Poetic Form: The Bop
Like most modern forms, The Bop has both contextual and structural aspects. Also, like most modern forms, the structural part is pretty loose, that is, the poet is given complete freedom concerning syllable stress, number of syllables or words, to rhyme or not to rhyme, etcetera. The contextual aspect is that the poem tells a certain kind of story in a certain order.
It goes like this:
• First stanza, six lines, outlines a problem
• Second stanza, eight lines long, describes the problem
• Third stanza, six lines, solves or demonstrates the failure to solve the problem
• Each stanza is followed by the same “refrain” line
This same contextual structure is used in novels and short stories as well. Take the Trojan War, for instance:
• Problem: Troy abducts Helen
• Expansion: Though the Greeks are angry, Troy is fortified and well armed
• Solution: Trojan (actually Greek) Horse
You get the idea.
A variation on the The Bop adds a fourth six-line stanza, once again followed by the refrain line. Following is an example of a three-stanza Bop:
Me and Sisyphus

All my life I’ve rolled a big ball
Of money up the mountain
Of desire. Sisyphus and me
We are not getting any younger
Serving out sentences
Doled out by vengeful gods

Sisyphus keeps rolling that rock up the mountain.

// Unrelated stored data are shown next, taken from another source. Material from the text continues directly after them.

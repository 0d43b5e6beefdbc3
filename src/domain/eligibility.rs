//! Eligibility Filter
//!
//! Age-window and exchange-coverage rules applied to aggregated candidates.
//! Pure; takes `today` explicitly so it can be tested without a clock.

use chrono::NaiveDate;
use serde::{Deserialize, Serialize};
use thiserror::Error;

use super::candidate::TickerCandidate;

#[derive(Debug, Error, PartialEq)]
pub enum EligibilityError {
    #[error("min_age_days ({min}) must be <= max_age_days ({max})")]
    InvertedWindow { min: i64, max: i64 },

    #[error("min_age_days must be >= 0, got {0}")]
    NegativeMinAge(i64),
}

/// Why a candidate was rejected
#[derive(Debug, Clone, Copy, PartialEq, Eq)]
pub enum Rejection {
    TooNew { age_days: i64 },
    TooOld { age_days: i64 },
    TooFewExchanges { count: usize },
}

/// Inclusive age window plus minimum exchange coverage
#[derive(Debug, Clone, Copy, PartialEq, Eq, Serialize, Deserialize)]
pub struct EligibilityFilter {
    pub min_age_days: i64,
    pub max_age_days: i64,
    pub min_exchanges: usize,
}

impl Default for EligibilityFilter {
    fn default() -> Self {
        Self {
            min_age_days: 7,
            max_age_days: 90,
            min_exchanges: 1,
        }
    }
}

impl EligibilityFilter {
    pub fn new(min_age_days: i64, max_age_days: i64, min_exchanges: usize) -> Result<Self, EligibilityError> {
        let filter = Self {
            min_age_days,
            max_age_days,
            min_exchanges,
        };
        filter.validate()?;
        Ok(filter)
    }

    pub fn validate(&self) -> Result<(), EligibilityError> {
        if self.min_age_days < 0 {
            return Err(EligibilityError::NegativeMinAge(self.min_age_days));
        }
        if self.min_age_days > self.max_age_days {
            return Err(EligibilityError::InvertedWindow {
                min: self.min_age_days,
                max: self.max_age_days,
            });
        }
        Ok(())
    }

    /// Check a single candidate
    pub fn check(&self, candidate: &TickerCandidate, today: NaiveDate) -> Result<(), Rejection> {
        let age_days = candidate.age_days(today);

        // Future listings have negative age and fall below the lower bound
        if age_days < self.min_age_days {
            return Err(Rejection::TooNew { age_days });
        }
        if age_days > self.max_age_days {
            return Err(Rejection::TooOld { age_days });
        }
        let count = candidate.exchange_count();
        if count < self.min_exchanges {
            return Err(Rejection::TooFewExchanges { count });
        }
        Ok(())
    }

    /// Whether a listing of the given age is past `max_age_days` and can never pass
    pub fn is_older_than_window(&self, age_days: i64) -> bool {
        age_days > self.max_age_days
    }

    /// Keep candidates passing every rule, preserving input order
    pub fn filter<'a, I>(&self, candidates: I, today: NaiveDate) -> Vec<TickerCandidate>
    where
        I: IntoIterator<Item = &'a TickerCandidate>,
    {
        candidates
            .into_iter()
            .filter(|candidate| match self.check(candidate, today) {
                Ok(()) => true,
                Err(reason) => {
                    tracing::debug!("Rejected {}: {:?}", candidate.symbol, reason);
                    false
                }
            })
            .cloned()
            .collect()
    }
}
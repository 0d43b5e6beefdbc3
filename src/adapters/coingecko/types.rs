//! CoinGecko Response Types
//!
//! Wire types for the search, coin-detail and markets endpoints, and their
//! conversion into domain asset types.

use serde::{Deserialize, Serialize};
use std::collections::{BTreeMap, BTreeSet, HashMap};

use crate::domain::{AssetRecord, AssetStub, MarketSnapshot};

/// API plan, selects the auth header and default host
#[derive(Debug, Clone, Copy, PartialEq, Eq, Default, Serialize, Deserialize)]
#[serde(rename_all = "lowercase")]
pub enum ApiPlan {
    #[default]
    Demo,
    Pro,
}

impl ApiPlan {
    pub fn key_header(&self) -> &'static str {
        match self {
            Self::Demo => "x-cg-demo-api-key",
            Self::Pro => "x-cg-pro-api-key",
        }
    }

    pub fn default_base_url(&self) -> &'static str {
        match self {
            Self::Demo => "https://api.coingecko.com/api/v3",
            Self::Pro => "https://pro-api.coingecko.com/api/v3",
        }
    }
}

impl std::str::FromStr for ApiPlan {
    type Err = String;

    fn from_str(s: &str) -> Result<Self, Self::Err> {
        match s.trim().to_lowercase().as_str() {
            "demo" | "" => Ok(Self::Demo),
            "pro" => Ok(Self::Pro),
            other => Err(format!("unknown CoinGecko plan '{}'", other)),
        }
    }
}

/// `/search` response
#[derive(Debug, Clone, Deserialize)]
pub struct SearchResponse {
    #[serde(default)]
    pub coins: Vec<SearchCoin>,
}

#[derive(Debug, Clone, Deserialize)]
pub struct SearchCoin {
    pub id: String,
    #[serde(default)]
    pub symbol: String,
    #[serde(default)]
    pub name: String,
    #[serde(default)]
    pub market_cap_rank: Option<u32>,
}

impl From<SearchCoin> for AssetStub {
    fn from(coin: SearchCoin) -> Self {
        Self {
            external_id: coin.id,
            symbol: coin.symbol,
            name: coin.name,
            market_cap_rank: coin.market_cap_rank,
        }
    }
}

/// `/coins/{id}` response, only the fields we read
#[derive(Debug, Clone, Deserialize)]
pub struct CoinDetail {
    pub id: String,
    #[serde(default)]
    pub symbol: String,
    #[serde(default)]
    pub name: String,
    #[serde(default)]
    pub platforms: HashMap<String, Option<String>>,
    #[serde(default)]
    pub asset_platform_id: Option<String>,
    #[serde(default)]
    pub contract_address: Option<String>,
    #[serde(default)]
    pub market_data: Option<CoinMarketData>,
    #[serde(default)]
    pub tickers: Vec<Ticker>,
}

#[derive(Debug, Clone, Deserialize)]
pub struct CoinMarketData {
    #[serde(default)]
    pub market_cap: HashMap<String, Option<f64>>,
}

#[derive(Debug, Clone, Deserialize)]
pub struct Ticker {
    #[serde(default)]
    pub market: Option<TickerMarket>,
}

#[derive(Debug, Clone, Deserialize)]
pub struct TickerMarket {
    #[serde(default)]
    pub name: Option<String>,
    #[serde(default)]
    pub identifier: Option<String>,
}

fn non_empty(s: Option<&str>) -> Option<&str> {
    s.map(str::trim).filter(|s| !s.is_empty())
}

impl CoinDetail {
    pub fn market_cap_usd(&self) -> Option<f64> {
        self.market_data
            .as_ref()
            .and_then(|md| md.market_cap.get("usd").copied().flatten())
    }

    /// Platform id -> contract address, with the top-level contract as fallback
    pub fn chain_addresses(&self) -> BTreeMap<String, String> {
        let mut out: BTreeMap<String, String> = self
            .platforms
            .iter()
            .filter_map(|(platform, address)| {
                let platform = non_empty(Some(platform.as_str()))?;
                let address = non_empty(address.as_deref())?;
                Some((platform.to_lowercase(), address.to_string()))
            })
            .collect();

        if out.is_empty() {
            if let (Some(platform), Some(address)) = (
                non_empty(self.asset_platform_id.as_deref()),
                non_empty(self.contract_address.as_deref()),
            ) {
                out.insert(platform.to_lowercase(), address.to_string());
            }
        }
        out
    }

    /// Lowercased venue identifiers and names across all tickers
    pub fn venues(&self) -> BTreeSet<String> {
        self.tickers
            .iter()
            .filter_map(|t| t.market.as_ref())
            .flat_map(|m| [m.identifier.as_deref(), m.name.as_deref()])
            .filter_map(non_empty)
            .map(str::to_lowercase)
            .collect()
    }
}

impl From<CoinDetail> for AssetRecord {
    fn from(coin: CoinDetail) -> Self {
        Self {
            market_cap_usd: coin.market_cap_usd(),
            chain_addresses: coin.chain_addresses(),
            venues: coin.venues(),
            external_id: coin.id,
            symbol: coin.symbol,
            name: coin.name,
        }
    }
}

/// `/coins/markets` row
#[derive(Debug, Clone, Deserialize)]
pub struct MarketsRow {
    pub id: String,
    #[serde(default)]
    pub symbol: String,
    #[serde(default)]
    pub name: String,
    #[serde(default)]
    pub market_cap: Option<f64>,
}

impl From<MarketsRow> for MarketSnapshot {
    fn from(row: MarketsRow) -> Self {
        Self {
            external_id: row.id,
            symbol: row.symbol,
            name: row.name,
            market_cap_usd: row.market_cap,
        }
    }
}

Each day the mountain gets steeper
As I get older my knees get weaker
Wind blows some dollars away
Bandits in helicopters grab fistfuls and fly
While I continue to try, day by day
Life seems only to get worse
Me and Sisyphus, both cursed 
With endurance

Sisyphus keeps rolling that rock up the mountain.

Come a day the load gets too heavy
The knees too weak, all a body
Can do is just to let it go
Watch the big ball bounce on down
“Look,” said Sisyphus. You got no money!”
I said, “I know, pal. I’ll see you around, okay?”

Sisyphus keeps rolling that rock up the mountain.
It’s fun, sometimes, to get a mythical character involved in your work, and useful, too. They always symbolize a human trait or condition of life: heroes, victims, the loyal and the faithless, the one who rises to power, the one who fails and falls into despondency and death. This is the stuff of drama.

Pasted from http://tomrubenoff.hubpages.com/hub/Poetic-Form-The-Bop

My example

Multiculturalism (Bop)

From tyranny some of them came,
or poverty no end in sight.
A brand new country, brand new game,
a chance to work to solve their plight.
They’d get naught upon arrival
but a change for their survival.

The huddled masses came ashore.

Some bought with them religions scorned.
Some wanted unblocked avenues.
Unpretentious, and un adorned
some came with skills that they could use
while others were indentured men
who’d bend for years to other’s will
’til time came they could start again.
Those very thoughts brought forth a thrill.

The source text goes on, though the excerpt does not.